//! App state: config, query service, start time.

use std::sync::Arc;
use std::time::Instant;

use tracing::info;

use iss_cache::MemoryStore;
use iss_core::constants::{
    DEFAULT_FEED_URL, DEFAULT_GEOCODER_URL, DEFAULT_GEOCODER_USER_AGENT, DEFAULT_HTTP_TIMEOUT_SECS,
};
use iss_core::error::Result;
use iss_core::traits::EpochStore;
use iss_feed::{FeedClient, FeedConfig};
use iss_geocode::{NominatimClient, NominatimConfig};

use crate::service::QueryService;

/// Server configuration.
#[derive(Clone, Debug)]
pub struct ApiConfig {
    /// OEM feed URL
    pub feed_url: String,
    /// Nominatim base URL
    pub geocoder_url: String,
    /// User agent sent to the geocoder
    pub geocoder_user_agent: String,
    /// Timeout for outbound requests, in seconds
    pub http_timeout_secs: u64,
    /// Redis connection string; unset means in-process store
    pub redis_url: Option<String>,
    /// Download the feed before accepting requests
    pub fetch_on_startup: bool,
}

impl Default for ApiConfig {
    fn default() -> Self {
        Self {
            feed_url: DEFAULT_FEED_URL.into(),
            geocoder_url: DEFAULT_GEOCODER_URL.into(),
            geocoder_user_agent: DEFAULT_GEOCODER_USER_AGENT.into(),
            http_timeout_secs: DEFAULT_HTTP_TIMEOUT_SECS,
            redis_url: None,
            fetch_on_startup: true,
        }
    }
}

impl ApiConfig {
    /// Loads config from the environment (and `.env` if present).
    pub fn from_env() -> Self {
        let _ = dotenvy::dotenv();

        Self {
            feed_url: std::env::var("ISS_FEED_URL").unwrap_or_else(|_| DEFAULT_FEED_URL.into()),
            geocoder_url: std::env::var("GEOCODER_URL")
                .unwrap_or_else(|_| DEFAULT_GEOCODER_URL.into()),
            geocoder_user_agent: std::env::var("GEOCODER_USER_AGENT")
                .unwrap_or_else(|_| DEFAULT_GEOCODER_USER_AGENT.into()),
            http_timeout_secs: std::env::var("HTTP_TIMEOUT_SECS")
                .ok()
                .and_then(|v| v.parse().ok())
                .unwrap_or(DEFAULT_HTTP_TIMEOUT_SECS),
            redis_url: std::env::var("REDIS_URL").ok().filter(|v| !v.is_empty()),
            fetch_on_startup: std::env::var("FETCH_ON_STARTUP")
                .map(|v| v != "false" && v != "0")
                .unwrap_or(true),
        }
    }

    fn feed_client(&self) -> Result<FeedClient> {
        FeedClient::with_config(
            FeedConfig::new(&self.feed_url).with_timeout(self.http_timeout_secs),
        )
    }

    fn geocoder(&self) -> Result<NominatimClient> {
        NominatimClient::with_config(
            NominatimConfig::new(&self.geocoder_url)
                .with_user_agent(&self.geocoder_user_agent)
                .with_timeout(self.http_timeout_secs),
        )
    }
}

/// Shared state handed to every handler.
pub struct AppState {
    /// Configuration the state was built from
    pub config: ApiConfig,
    /// Query service
    pub service: QueryService,
    /// Server start time, for uptime
    pub started_at: Instant,
}

impl AppState {
    /// Builds state over an in-process store.
    pub fn new(config: ApiConfig) -> Result<Self> {
        Self::with_store(config, Arc::new(MemoryStore::new()))
    }

    /// Builds state over the given store.
    pub fn with_store(config: ApiConfig, store: Arc<dyn EpochStore>) -> Result<Self> {
        let service = QueryService::new(
            store,
            Arc::new(config.feed_client()?),
            Arc::new(config.geocoder()?),
        );
        Ok(Self::with_service(config, service))
    }

    /// Builds state around an existing service.
    pub fn with_service(config: ApiConfig, service: QueryService) -> Self {
        Self {
            config,
            service,
            started_at: Instant::now(),
        }
    }

    /// Builds state, connecting to Redis when `redis_url` is set.
    pub async fn connect(config: ApiConfig) -> Result<Self> {
        let store = Self::open_store(&config).await?;
        Self::with_store(config, store)
    }

    #[cfg(feature = "redis")]
    async fn open_store(config: &ApiConfig) -> Result<Arc<dyn EpochStore>> {
        use iss_cache::{RedisConfig, RedisStore};

        match &config.redis_url {
            Some(url) => {
                let store = RedisStore::connect_with_retry(RedisConfig::new(url)).await?;
                info!("Using Redis store");
                Ok(Arc::new(store))
            }
            None => {
                info!("Using in-process store");
                Ok(Arc::new(MemoryStore::new()))
            }
        }
    }

    #[cfg(not(feature = "redis"))]
    async fn open_store(config: &ApiConfig) -> Result<Arc<dyn EpochStore>> {
        if config.redis_url.is_some() {
            tracing::warn!("REDIS_URL is set but the redis feature is disabled, using in-process store");
        } else {
            info!("Using in-process store");
        }
        Ok(Arc::new(MemoryStore::new()))
    }
}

__________

Every line from the data above that contains "QueryService" must appear in the answer.

REPLY:
use crate::service::QueryService;
    pub service: QueryService,
        let service = QueryService::new(
    pub fn with_service(config: ApiConfig, service: QueryService) -> Self {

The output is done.